Bern: Stop the fox and badger massacre
To justify the ruthless persecution of one of our most interesting predators in the canton of Bern, it is simply claimed that hunting foxes or badgers is necessary because their populations would otherwise get out of hand – an outdated view!
Fundamentally, fox populations that are hunted less also produce fewer offspring. Humans always create conflicts with wildlife that share the same habitat. Humans cause, particularly in wildlife habitats, far more damage than the few grapes a badger can enjoy.
In Switzerland, the cantons of Bern, Aargau, Graubünden, St.Gallen, Valais, Lucerne and Zurich stand out negatively with disproportionate hunting of foxes and badgers.
In the canton of Bern, about one-fifth of all red foxes in Switzerland are shot, although experts see no sense in it.

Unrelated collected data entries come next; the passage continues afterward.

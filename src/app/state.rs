use sqlx::PgPool;

use crate::{auth::jwt::JwtConfig, services::email::EmailService};
use tracing::warn;

#[derive(Clone)]
pub struct AppState {
    pub db: PgPool,
    pub jwt_config: JwtConfig,
    pub email_service: Option<EmailService>,
}

impl AppState {
    pub fn new(db: PgPool) -> Self {
        let email_service = match EmailService::from_env() {
            Ok(service) => Some(service),
            Err(message) => {
                warn!("Email service not configured: {}", message);
                None
            }
        };

        let secret =
            std::env::var("JWT_SECRET").unwrap_or_else(|_| "change-me-in-production".to_string());

        Self {
            db,
            jwt_config: JwtConfig::from_env(secret),
            email_service,
        }
    }
}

«From a wildlife biology perspective, fox hunting is not sensible, populations cannot be regulated this way.»
Peter Juesy, former hunting inspector of the canton of Bern.
It is known, according to the Swiss Rabies Centre, that the activities of hobby hunters have only spread the disease further, and it is no different with fox mange etc.
Given the stress and pathological hunting pressure from hobby hunters in the sometimes densely populated habitat,one should not be surprised when wildlife becomes ill.
800 hunters from Bern canton who are specifically engaged in game management receive annual special permits. The animal species released during this period from June 16 to August 31, such as carrion crows, rooks, Eurasian jays, magpies, feral domestic cats, raccoons, raccoon dogs, foxes and badgers are simply shot down, even though they have a closed season until August 31. Although these wild animals should be protected at the cantonal level, in 2018, for example, 300 foxes and 371 badgers were slaughtered with these special permits. Even Eurasian jays are not spared from the shooting frenzy. Recreational hunters once again disturb the entire habitat with their senseless gunfire and presence. Canton Zurich or Aargau do not have such special culls on this scale.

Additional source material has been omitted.